Automatic translation of a Hugo website with AI

This is an automatic translation generated by artificial intelligence. May contain errors.

Technical guide: how we added multilingual support (English) to OfiLibre website

In this guide we explain, step by step, how we implemented English support on the OfiLibre website, based on the navigator-hugo template.

1. Multilingual configuration in config.toml

The first step was to declare the supported languages in the config.toml file. We added a new [languages] section with the configuration for es (Spanish) and en (English). Here is a simplified example:

# Languages
[languages]

# ---------- Spanish ----------
[languages.es]
weight = 1
languageCode = "es-es"
title = "OfiLibre URJC"
contentDir = "content/spanish"

[languages.es.params]
home = "Inicio"
dateFormat = "2 January 2006"

[languages.es.params.hero]
enable = true
heading = "La OfiLibre en dos minutos"
description = "En la OfiLibre queremos ayudar a la comunidad universitaria a comprender la cultura libre, la publicación libre, los datos abiertos y el software libre. Para ello nos dedicamos a explicar qué son, cómo funcionan, qué características tienen, y qué beneficios pueden producir, de forma que cualquiera pueda decidir cómo le conviene relacionarse con ellos."
button = true
btnText = "Saber más"
btnURL = "ofilibre"
videoURL = "https://tv.urjc.es/iframe/5d022dedd68b14cb308b6ae5"
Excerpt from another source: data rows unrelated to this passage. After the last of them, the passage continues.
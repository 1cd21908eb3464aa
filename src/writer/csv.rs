//! Delimited table of the aligned sample arrays.
//!
//! Layout: a `k,v,q` header, then one `density,speed,flow` row per
//! sample index using the shortest decimal text that round-trips.

use std::fs::File;
use std::io::{BufRead, BufReader, BufWriter, Write};
use std::path::{Path, PathBuf};

use anyhow::{Context, anyhow};

use crate::error::{DslError, Result};
use crate::processor::verbs::Verb;

pub const HEADER: &str = "k,v,q";

/// `<output_dir>/<name>.csv`
pub fn table_path(output_dir: &Path, name: &str) -> PathBuf {
    output_dir.join(format!("{name}.csv"))
}

/// Write the three arrays to `<output_dir>/<name>.csv`.
///
/// Every row write and the final flush are checked, so `Ok` means the
/// whole table reached the file. The output directory must exist.
pub fn export(
    output_dir: &Path,
    name: &str,
    density: &[f64],
    speed: &[f64],
    flow: &[f64],
) -> Result<PathBuf> {
    if density.is_empty() || density.len() != speed.len() || density.len() != flow.len() {
        return Err(DslError::InvalidOperand {
            verb: Verb::ExportCsv,
            reason: format!(
                "sample arrays are not aligned ({} densities, {} speeds, {} flows)",
                density.len(),
                speed.len(),
                flow.len()
            ),
        });
    }

    let path = table_path(output_dir, name);
    let export_err = |error| DslError::Export {
        path: path.clone(),
        error,
    };

    let file = File::create(&path).map_err(export_err)?;
    let mut out = BufWriter::new(file);
    writeln!(out, "{HEADER}").map_err(export_err)?;
    for ((k, v), q) in density.iter().zip(speed).zip(flow) {
        writeln!(out, "{k},{v},{q}").map_err(export_err)?;
    }
    out.flush().map_err(export_err)?;

    Ok(path)
}

/// Parse an exported table back into `(k, v, q)` triples.
pub fn read_table(path: &Path) -> anyhow::Result<Vec<(f64, f64, f64)>> {
    let file = File::open(path).with_context(|| format!("Opening {}", path.display()))?;
    let mut lines = BufReader::new(file).lines();

    let header = lines
        .next()
        .ok_or_else(|| anyhow!("{} is empty", path.display()))??;
    if header.trim() != HEADER {
        return Err(anyhow!("unexpected header `{header}`, expected `{HEADER}`"));
    }

    let mut rows = Vec::new();
    for (i, line) in lines.enumerate() {
        let line = line?;
        let fields = line
            .split(',')
            .map(|f| f.trim().parse::<f64>())
            .collect::<std::result::Result<Vec<_>, _>>()
            .with_context(|| format!("row {}: `{line}`", i + 1))?;
        match fields.as_slice() {
            [k, v, q] => rows.push((*k, *v, *q)),
            _ => return Err(anyhow!("row {}: expected 3 fields, got {}", i + 1, fields.len())),
        }
    }
    Ok(rows)
}

#[cfg(test)]
mod tests {
    use super::*;
    use std::fs;

    #[test]
    fn test_export_layout() {
        let dir = tempfile::tempdir().unwrap();
        let path = export(
            dir.path(),
            "test",
            &[0.0, 50.0, 100.0],
            &[100.0, 75.0, 50.0],
            &[0.0, 3750.0, 5000.0],
        )
        .unwrap();

        assert_eq!(path, dir.path().join("test.csv"));
        let text = fs::read_to_string(&path).unwrap();
        assert_eq!(text, "k,v,q\n0,100,0\n50,75,3750\n100,50,5000\n");
    }

    #[test]
    fn test_export_then_read_back() {
        let dir = tempfile::tempdir().unwrap();
        let k = [0.0, 0.1, 0.2 + 0.1, 12.345678901];
        let v = [88.0, 87.9371, -3.25, 1e-9];
        let q: Vec<f64> = k.iter().zip(&v).map(|(a, b)| a * b).collect();

        let path = export(dir.path(), "round", &k, &v, &q).unwrap();
        let rows = read_table(&path).unwrap();

        assert_eq!(rows.len(), k.len());
        for (i, (rk, rv, rq)) in rows.into_iter().enumerate() {
            assert_eq!((rk, rv, rq), (k[i], v[i], q[i]));
        }
    }

    #[test]
    fn test_export_rejects_misaligned_arrays() {
        let dir = tempfile::tempdir().unwrap();
        let err = export(dir.path(), "bad", &[1.0, 2.0], &[1.0], &[1.0, 2.0]).unwrap_err();
        assert!(matches!(err, DslError::InvalidOperand { .. }));
        assert!(!dir.path().join("bad.csv").exists());
    }

    #[test]
    fn test_export_into_missing_directory_fails() {
        let dir = tempfile::tempdir().unwrap();
        let missing = dir.path().join("nope");
        let err = export(&missing, "x", &[1.0], &[1.0], &[1.0]).unwrap_err();
        assert!(matches!(err, DslError::Export { .. }), "{err}");
    }
}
[languages.es.params.blog]
enable = true
topTitle = "Últimos artículos publicados"
title = "Blog"

[languages.es.params.contacto]
enable = true
topTitle = "Déjanos un mensaje"
title = "Contacto"
subtitle = "La OfiLibre es una iniciativa que trata de contar con la participación de toda la comunidad universitaria para que, entre todos, podamos encontrar nuestro camino en el mundo del conocimiento y la cultura libres."
address = "Despacho 011, planta baja edificio Rectorado. C/ Tulipán s/n, 28933 Móstoles (Madrid)"
email = "ofilibre@urjc.es"
x = "https://x.com/OfiLibreURJC"
mastodon = "https://floss.social/@OfiLibreURJC"
telegram = "https://t.me/ofilibreurjc"
instagram = "https://www.instagram.com/ofilibreurjc/"
gitlab = "https://gitlab.etsit.urjc.es/ofilibre"
mapLatitude = "40.337887"
mapLongitude = "-3.874810"
mapMarker = "/contact/marker.png"

[languages.es.params.cta]
enable = true
bg = "/images/about/call-to-action/call-to-action-bg-2.jpg"
title = "Canales de información"
subtitle = "La OfiLibre mantiene varios canales de información."
btnText = "Contacto"
btnURL = "contacto"

# ---------- English ----------
[languages.en]
weight = 2
languageCode = "en-us"
title = "OfiLibre URJC english"
contentDir = "content/english"

[languages.en.params]
home = "Home"
dateFormat = "January 2, 2006"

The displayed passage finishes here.